- Assigned task
Repeat all the data that appears below, keeping it exact.

>>>>

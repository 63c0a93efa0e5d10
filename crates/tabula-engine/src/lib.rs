#![forbid(unsafe_code)]
#![deny(unreachable_patterns)]

//! Dependency tracking and recomputation planning for computed fields.
//!
//! Formulas, lookups, rollups and the two sides of a link read other fields, possibly across
//! tables. [`ComputeEngine`] keeps those references in a [`graph::ReferenceGraph`], rejects
//! definitions that would close a cycle, and turns every mutation (field create/update/delete,
//! cell writes) into a [`ComputationPlan`]: the affected fields grouped into dependency levels
//! and annotated with an estimated cell count.
//!
//! Small plans run inline through [`PlanExecutor`], level by level, against a host
//! [`RecordStore`]. Plans over the configured [`ComputeSettings::max_sync_cell_count`] are handed
//! to a [`PlanSink`] instead.
//!
//! ## Links
//!
//! Writing a two-way link cell also changes the symmetric field of the foreign records it gains
//! or loses. [`link::apply_link_writes`] validates a batch of link writes (cardinality,
//! uniqueness, existing targets) and returns both sides' diffs without writing anything;
//! [`ComputeEngine::write_links`] applies them and dispatches the resulting plan.
//!
//! The engine owns no data. Hosts implement [`FieldCatalog`], [`RecordStore`] and
//! [`LinkResolver`]; [`memory`] has in-memory versions.

pub mod cost;
mod engine;
pub mod error;
pub mod executor;
pub mod graph;
pub mod link;
pub mod memory;
mod parallel;
pub mod planner;
pub mod queue;
pub mod settings;
pub mod store;

pub use crate::cost::{CostEstimate, CostEstimator};
pub use crate::engine::{ComputeEngine, FieldDeletePlan, FieldUpdatePlan, LinkWriteOutcome};
pub use crate::error::{EngineError, EngineResult, OrphanedReference};
pub use crate::executor::{ExecutionReport, LevelReport, PlanExecutor};
pub use crate::graph::{CyclePath, ReferenceGraph, RemovalReport};
pub use crate::link::{FieldDiffs, LinkChangeSet, LinkWrite, LinkWriteDiff};
pub use crate::planner::{CellScope, ChangeKind, ComputationPlan, PlanGraph};
pub use crate::queue::{Dispatch, PlanSink, QueuedPlan};
pub use crate::settings::{ComputeSettings, RecalcMode};
pub use crate::store::{ChangeSet, FieldCatalog, LinkResolver, RecordCounts, RecordStore};

pub use tabula_model as model;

<<<<

- Result below
repository 63c0a93efa0e5d10
filename crates/tabula-engine/src/lib.rs
#![forbid(unsafe_code)]
#![deny(unreachable_patterns)]

//! Dependency tracking and recomputation planning for computed fields.
//!
//! Formulas, lookups, rollups and the two sides of a link read other fields, possibly across
//! tables. [`ComputeEngine`] keeps those references in a [`graph::ReferenceGraph`], rejects
//! definitions that would close a cycle, and turns every mutation (field create/update/delete,
//! cell writes) into a [`ComputationPlan`]: the affected fields grouped into dependency levels
//! and annotated with an estimated cell count.
//!
//! Small plans run inline through [`PlanExecutor`], level by level, against a host
//! [`RecordStore`]. Plans over the configured [`ComputeSettings::max_sync_cell_count`] are handed
//! to a [`PlanSink`] instead.
//!
//! ## Links
//!
//! Writing a two-way link cell also changes the symmetric field of the foreign records it gains
//! or loses. [`link::apply_link_writes`] validates a batch of link writes (cardinality,
//! uniqueness, existing targets) and returns both sides' diffs without writing anything;
//! [`ComputeEngine::write_links`] applies them and dispatches the resulting plan.
//!
//! The engine owns no data. Hosts implement [`FieldCatalog`], [`RecordStore`] and
//! [`LinkResolver`]; [`memory`] has in-memory versions.

pub mod cost;
mod engine;
pub mod error;
pub mod executor;
pub mod graph;
pub mod link;
pub mod memory;
mod parallel;
pub mod planner;
pub mod queue;
pub mod settings;
pub mod store;

pub use crate::cost::{CostEstimate, CostEstimator};
pub use crate::engine::{ComputeEngine, FieldDeletePlan, FieldUpdatePlan, LinkWriteOutcome};
pub use crate::error::{EngineError, EngineResult, OrphanedReference};
pub use crate::executor::{ExecutionReport, LevelReport, PlanExecutor};
pub use crate::graph::{CyclePath, ReferenceGraph, RemovalReport};
pub use crate::link::{FieldDiffs, LinkChangeSet, LinkWrite, LinkWriteDiff};
pub use crate::planner::{CellScope, ChangeKind, ComputationPlan, PlanGraph};
pub use crate::queue::{Dispatch, PlanSink, QueuedPlan};
pub use crate::settings::{ComputeSettings, RecalcMode};
pub use crate::store::{ChangeSet, FieldCatalog, LinkResolver, RecordCounts, RecordStore};

pub use tabula_model as model;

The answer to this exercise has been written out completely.